Step 1: The "Unwrapping" (Object Detection)

Instead of trying to read the whole distorted map at once, the researchers cut the panoramic image into four smaller, normal-looking slices (like cutting a pizza into four wedges).

• The Analogy: Imagine you have a giant, crumpled map. Instead of trying to read the whole thing, you smooth out four small sections at a time.
• The Fix: They run a standard AI detector on these four slices. Because the slices are less distorted, the AI can easily spot cars, people, and bikes.
• The Re-assembly: Once the AI finds the objects in the slices, the system "glues" the pieces back together. If a car was split in half across the edge, the system recognizes it's one car and merges the two halves back into a single box.

Step 2: The "Name Tag" (Object Tracking)

Once the AI spots the objects, it needs to follow them as they move. This is called "Multiple Object Tracking."

• The Problem: In a 360-degree view, a car might disappear off the left edge of the screen and reappear on the right edge. A normal tracker would think, "Oh, that car disappeared! And look, a new car just appeared on the right!" It would give the car a new ID number, losing track of who it was.
• The Fix: The researchers taught the AI two new rules:
  1. The "Wrap-Around" Rule: If a car leaves the left side, the AI knows to look for it on the right side immediately. It treats the video like a loop, not a straight line.
  2. The "Category" Rule: The AI is told, "Don't confuse a bicycle with a truck." Even if a bike and a truck look similar for a split second, the AI checks their "name tags" (categories) to make sure it doesn't swap their identities.

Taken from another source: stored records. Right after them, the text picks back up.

#![no_main]

use expedition_sync::protocol::ServerFrame;
use expedition_sync::Update;
use libfuzzer_sys::fuzz_target;

fuzz_target!(|data: &[u8]| {
    let Ok(frame) = serde_json::from_slice::<ServerFrame>(data) else {
        return;
    };

    // Anything that parses must survive conversion to an update and back.
    let update = Update::from(frame);
    let json = serde_json::to_string(&ServerFrame::from(&update)).unwrap_or_default();
    if let Ok(text) = std::str::from_utf8(data) {
        let _ = expedition_sync::socket::parse_frame(text);
    }
    assert!(serde_json::from_str::<ServerFrame>(&json).is_ok());
});
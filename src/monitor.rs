//! Connection health and the rolling buffer of received updates.
//!
//! [`ConnectionMonitor`] registers one listener with the [`Transport`] and
//! drains it on a background task. That task is the only writer of the
//! connection state and the update log (besides [`clear_updates`], which goes
//! through the same lock), so every event is applied in the order the
//! transport delivered it. [`reconnect`] feeds the same queue rather than
//! writing the state directly.
//!
//! # Example
//!
//! ```rust,ignore
//! let monitor = ConnectionMonitor::new(transport, MonitorConfig::default());
//! monitor.on_update(|update| println!("{} changed", update.expedition_name));
//!
//! let mut states = monitor.state_changes();
//! states.wait_for(|s| s.is_connected()).await?;
//! ```
//!
//! [`clear_updates`]: ConnectionMonitor::clear_updates
//! [`reconnect`]: ConnectionMonitor::reconnect

use std::fmt;
use std::panic::{catch_unwind, AssertUnwindSafe};
use std::sync::atomic::{AtomicU64, Ordering};
use std::sync::{Arc, Mutex, MutexGuard, PoisonError};

use serde::{Deserialize, Serialize};
use tokio::sync::{broadcast, mpsc, watch};
use tokio::task::JoinHandle;
use tracing::{debug, error, warn};

use crate::transport::{ListenerId, Transport, TransportEvent};
use crate::update::Update;
use crate::update_log::{UpdateLog, DEFAULT_MAX_UPDATES};

/// Default capacity of the update broadcast channel.
pub(crate) const DEFAULT_UPDATE_CHANNEL_CAPACITY: usize = 256;

// ── Connection state ────────────────────────────────────────────────

/// Health of the transport connection as seen by the monitor.
#[derive(Debug, Clone, Copy, PartialEq, Eq, Hash, Serialize, Deserialize)]
#[serde(rename_all = "lowercase")]
pub enum ConnectionState {
    Disconnected,
    Connecting,
    Connected,
    Error,
}

impl ConnectionState {
    pub fn is_connected(self) -> bool {
        matches!(self, ConnectionState::Connected)
    }

    /// State after receiving a transport signal.
    ///
    /// `Error` is sticky: only a `Reconnecting` signal leaves it. Updates
    /// never change the state.
    pub fn on_signal(self, event: &TransportEvent) -> ConnectionState {
        use ConnectionState::*;

        match (self, event) {
            (state, TransportEvent::Reconnecting) => state.on_reconnect_request(),
            (_, TransportEvent::Error { .. }) => Error,
            (Error, _) => Error,
            (_, TransportEvent::Connected) | (_, TransportEvent::Reconnected) => Connected,
            (Connected | Connecting, TransportEvent::Disconnected { .. }) => Disconnected,
            (Disconnected, TransportEvent::Disconnected { .. }) => Disconnected,
            (state, TransportEvent::Update(_)) => state,
        }
    }

    /// State after the caller asks for a reconnect.
    pub fn on_reconnect_request(self) -> ConnectionState {
        ConnectionState::Connecting
    }
}

impl fmt::Display for ConnectionState {
    fn fmt(&self, f: &mut fmt::Formatter<'_>) -> fmt::Result {
        f.write_str(match self {
            ConnectionState::Disconnected => "disconnected",
            ConnectionState::Connecting => "connecting",
            ConnectionState::Connected => "connected",
            ConnectionState::Error => "error",
        })
    }
}

// ── Configuration ───────────────────────────────────────────────────

/// Configuration for a [`ConnectionMonitor`].
///
/// ```
/// use expedition_sync::MonitorConfig;
///
/// let config = MonitorConfig::default().with_max_updates(50);
/// assert_eq!(config.max_updates, 50);
/// ```
#[derive(Debug, Clone)]
pub struct MonitorConfig {
    /// Number of updates kept by [`ConnectionMonitor::recent_updates`].
    ///
    /// Defaults to **20**. Values below 1 are clamped to 1.
    pub max_updates: usize,
    /// Capacity of the channel behind [`ConnectionMonitor::subscribe`].
    ///
    /// Slow subscribers that fall further behind than this observe a
    /// `Lagged` error and skip ahead. Defaults to **256**; values below 1 are
    /// clamped to 1.
    pub update_channel_capacity: usize,
}

impl MonitorConfig {
    #[must_use]
    pub fn with_max_updates(mut self, max_updates: usize) -> Self {
        self.max_updates = max_updates.max(1);
        self
    }

    #[must_use]
    pub fn with_update_channel_capacity(mut self, capacity: usize) -> Self {
        self.update_channel_capacity = capacity.max(1);
        self
    }
}

impl Default for MonitorConfig {
    fn default() -> Self {
        Self {
            max_updates: DEFAULT_MAX_UPDATES,
            update_channel_capacity: DEFAULT_UPDATE_CHANNEL_CAPACITY,
        }
    }
}

// ── Handlers ────────────────────────────────────────────────────────

/// Callback invoked once per accepted update.
pub type UpdateHandler = Arc<dyn Fn(&Update) + Send + Sync>;

/// Handle returned by [`ConnectionMonitor::on_update`].
#[derive(Debug, Clone, Copy, PartialEq, Eq, Hash)]
pub struct HandlerId(u64);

Step 3: The "Overtaking Alarm" (The Application)

Finally, they used this improved system to automatically detect overtaking.

• How it works: The system watches a vehicle. If it sees a car start behind the cyclist, move forward past them, and end up in front of them, it flags it as an "overtake."
• The Result: They tested this on real videos from London. The system was very good at spotting when a car passed a cyclist, even in tricky conditions like night or rain. It achieved an 82% success rate (a high score in this field).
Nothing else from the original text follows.